Charlie McCurdy works around the world, but as he explains his company’s plans, the sound in the background is the rental car Satnav guiding him around Fort Lauderdale. When Fort Lauderdale Magazine catches up with McCurdy, he’s on his way to a breakfast meeting with Fort Lauderdale International Boat Show leaders. He’s used to life on the road, as you would be if you headed up an events business responsible for putting on some 200 events around the world. For McCurdy, those events now include the boat show.
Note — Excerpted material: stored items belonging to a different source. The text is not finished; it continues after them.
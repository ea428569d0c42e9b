use std::sync::atomic::Ordering::Relaxed;
use std::sync::atomic::{AtomicBool, AtomicUsize};
use std::sync::{Arc, Mutex};

use loom::thread::spawn;

use crate::{AtomicRcptr, AtomicWeakRcptr, Rcptr, Rcref, WeakRcptr};

struct A(AtomicBool, Arc<AtomicUsize>);
impl Drop for A {
    fn drop(&mut self) {
        assert!(!self.0.swap(true, Relaxed));
        self.1.fetch_add(1, Relaxed);
    }
}

static SERIALIZER: Mutex<()> = Mutex::new(());

#[test]
fn release_release() {
    let _guard = SERIALIZER.lock().unwrap();
    loom::model(|| {
        let drop_count = Arc::new(AtomicUsize::new(0));
        let rcref = Rcref::new(A(AtomicBool::new(false), drop_count.clone()));
        let rcref_clone = rcref.clone();

        let thread = spawn(move || Rcref::release(rcref_clone));
        let released = Rcref::release(rcref);
        let released_clone = thread.join().unwrap();

        assert!(released ^ released_clone);
        assert_eq!(drop_count.load(Relaxed), 1);
    });
}

#[test]
fn upgrade_release() {
    let _guard = SERIALIZER.lock().unwrap();
    loom::model(|| {
        let drop_count = Arc::new(AtomicUsize::new(0));
        let rcref = Rcref::new(A(AtomicBool::new(false), drop_count.clone()));
        let weak = Rcref::downgrade(&rcref);

        let thread = spawn(move || {
            let upgraded = weak.upgrade();
            if let Some(a) = Rcptr::get(&upgraded) {
                assert!(!a.0.load(Relaxed));
            }
        });

        drop(rcref);
        assert!(thread.join().is_ok());
        assert_eq!(drop_count.load(Relaxed), 1);
    });
}

#[test]
fn atomic_rcptr_exchange_load() {
    let _guard = SERIALIZER.lock().unwrap();
    loom::model(|| {
        let drop_count = Arc::new(AtomicUsize::new(0));
        let atomic = Arc::new(AtomicRcptr::new(A(
            AtomicBool::new(false),
            drop_count.clone(),
        )));
        let atomic_clone = atomic.clone();

        let thread = spawn(move || {
            let loaded = atomic_clone.load();
            assert!(!Rcptr::get(&loaded).is_some_and(|a| a.0.load(Relaxed)));
        });

        let old = atomic.exchange(Rcptr::null());
        drop(old);
        assert!(thread.join().is_ok());
        assert_eq!(drop_count.load(Relaxed), 1);
        assert!(atomic.is_null());
    });
}

#[test]
fn load_while_writer_stalls() {
    let _guard = SERIALIZER.lock().unwrap();
    loom::model(|| {
        let drop_count = Arc::new(AtomicUsize::new(0));
        let atomic = Arc::new(AtomicRcptr::new(A(
            AtomicBool::new(false),
            drop_count.clone(),
        )));
        let atomic_clone = atomic.clone();
        let drop_count_clone = drop_count.clone();

        let writer = spawn(move || {
            let new = Rcptr::new(A(AtomicBool::new(false), drop_count_clone));
            let current = atomic_clone.load();
            if let Err(new) = atomic_clone.compare_exchange(&current, new) {
                drop(atomic_clone.exchange(new));
            }
        });

        // The reader never yields: if a load had to wait for the writer to resume, some
        // interleaving would spin forever and exhaust the model.
        let first = atomic.load();
        let second = atomic.load();
        assert!(!Rcptr::get(&first).is_some_and(|a| a.0.load(Relaxed)));
        assert!(!Rcptr::get(&second).is_some_and(|a| a.0.load(Relaxed)));
        assert!(!Rcptr::is_empty(&first));
        assert!(!Rcptr::is_empty(&second));
        drop((first, second));

        assert!(writer.join().is_ok());
        assert_eq!(drop_count.load(Relaxed), 1);
        drop(atomic);
        assert_eq!(drop_count.load(Relaxed), 2);
    });
}

#[test]
fn weak_load_store_release() {
    let _guard = SERIALIZER.lock().unwrap();
    loom::model(|| {
        let drop_count = Arc::new(AtomicUsize::new(0));
        let rcref = Rcref::new(A(AtomicBool::new(false), drop_count.clone()));
        let atomic = Arc::new(AtomicWeakRcptr::from(Rcref::downgrade(&rcref)));
        let atomic_clone = atomic.clone();

        // The last references are dropped while the reader may be looking into the cell.
        let writer = spawn(move || {
            atomic_clone.store(WeakRcptr::new());
            drop(rcref);
        });

        let upgraded = atomic.upgrade();
        if let Some(a) = Rcptr::get(&upgraded) {
            assert!(!a.0.load(Relaxed));
        }
        let weak = atomic.load();
        drop(upgraded);

        assert!(writer.join().is_ok());
        assert_eq!(drop_count.load(Relaxed), 1);
        assert!(weak.is_expired());
        assert!(atomic.is_null());
    });
}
McCurdy has been chief executive of the global exhibitions division of Informa – a multinational publishing and events company – since September 2015. In March of this year, Informa bought Show Management, the company that produces the Fort Lauderdale International Boat Show, for $133 million. The acquisition includes performance rights for all of Show Management’s Florida shows, which also include the Palm Beach International Boat Show, Yachts Miami Beach, St. Petersburg Power and Sailboat Show and the Suncoast Boat Show.
Informa isn’t new to the world of high-end boating; its portfolio of events already includes the prestigious Monaco Yacht Show. Overall, the company has offices in more than 20 countries, employs more than 7,500 people and reported revenue of more than $1.5 billion in 2015. The company, whose primary headquarters is in London, first came into being in 1998 with the merger of International Business Communications PLC – an information supplier known primarily for conference organization and financial publications – and Lloyd’s of London Press, which published trade titles such as maritime intelligence provider Lloyd’s List and organized business conferences.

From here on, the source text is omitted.